Chest contour is usually the biggest determinant of satisfaction. A masculine chest needs the right degree of flatness, the right amount of lateral contouring, and nipple-areola complexes that look natural in size and placement. A shorter scar does not help if the chest still appears rounded or the nipples sit too low.
Nipple grafts deserve honest discussion. With double incision, free nipple grafting allows much greater control over placement and size, which is a major reason the technique remains the gold standard for many patients. The trade-off is that nipple sensation may change, and pigment or healing can vary. On the other hand, nipple-sparing approaches may preserve more sensation potential in some cases, but they offer less flexibility in repositioning.
There is no perfect technique without compromise. The goal is not to avoid every trade-off. The goal is to choose the trade-offs that best support your anatomy and your priorities.
Revision risk and why the first operation matters
One of the most overlooked parts of choosing among top surgery techniques is revision risk. An operation that seems less extensive at first can become more costly, more stressful, and more disappointing if it fails to address the chest adequately.
Patients who are poor candidates for keyhole or periareolar procedures may end up with persistent fullness, stretched areolas, loose skin, or asymmetry. In those cases, revision can be more complex than getting the correct primary operation in the first place.
That does not mean limited-incision techniques are inferior. It means they are highly anatomy-dependent. This is where specialization matters. A surgeon with deep experience in masculinizing chest surgery can identify when a smaller-incision method is truly appropriate and when it is likely to compromise the outcome.
For patients seeking revision after prior surgery elsewhere, the issues are often not just cosmetic. Scar placement, contour irregularities, nipple malposition, and residual tissue can all require advanced correction. The first decision you make about technique can have long-term consequences.
Recovery differs by technique, but not always in the way patients expect
Recovery timelines overlap more than many people assume. Most patients will deal with swelling, restricted upper-body movement, compression garments, and several weeks of gradual healing regardless of technique. The exact details vary, but top surgery is still surgery.
Double incision may involve more visible scars and a more extensive operation, yet many patients accept that trade-off because it often provides a more definitive contour change in one procedure. Keyhole and periareolar techniques can involve smaller incisions, but that does not automatically mean the recovery feels simple. Swelling, contour settling, and uncertainty about final shape can still take time.
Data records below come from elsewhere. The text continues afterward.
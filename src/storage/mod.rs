//! Persistence port and adapters.
//!
//! The state core talks to storage through the [`ProgressStore`] trait: a
//! namespaced key-value contract over JSON values. Keys in use:
//!
//! - `progress-<subjectId>` — the overlay snapshot for one subject
//! - `bookmarked-lessons` — the bookmarked lesson-id set
//! - `preferences` — user preference overrides
//!
//! [`MemoryStore`] backs tests (with an injectable write-failure mode);
//! [`Database`] is the durable SQLite adapter.

mod db;
mod memory;
mod progress;
mod types;

use std::future::Future;

pub use db::Database;
pub use memory::MemoryStore;
pub use types::{DatabaseError, StorageError};

/// Key-value persistence contract.
///
/// Reads are snapshots; writes need no transactionality across keys. The
/// caller applies its in-memory change before calling `set` and never rolls
/// it back on failure, so adapters must treat a failed write as the caller's
/// problem to report, not to repair.
pub trait ProgressStore {
    fn get(
        &self,
        key: &str,
    ) -> impl Future<Output = Result<Option<serde_json::Value>, StorageError>> + Send;

    fn set(
        &self,
        key: &str,
        value: serde_json::Value,
    ) -> impl Future<Output = Result<(), StorageError>> + Send;
}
A realistic mindset helps. Early healing never looks like the final result. The chest changes over weeks and months, and scar maturation takes longer than most patients expect.
Choosing the right surgeon for your top surgery type
Technique names are easy to find online. What is harder to judge is whether a surgeon applies those techniques with consistency, restraint, and aesthetic precision. That is where experience becomes the difference between a technically completed surgery and a high-level result.
A specialist should be able to explain not only what procedure you qualify for, but why. They should be able to discuss scar patterns, nipple strategy, contour goals, limitations, and revision risk in direct language. They should also be willing to tell you when the procedure you want is not the procedure most likely to give you the best masculine chest.
At a center focused exclusively on masculinizing surgery, that level of judgment is not an extra. It is the standard patients should expect.
If you are deciding between top surgery options, focus less on finding the smallest incision and more on finding the procedure that gives your body the strongest chance at a durable, well-contoured result you can live with confidently for years.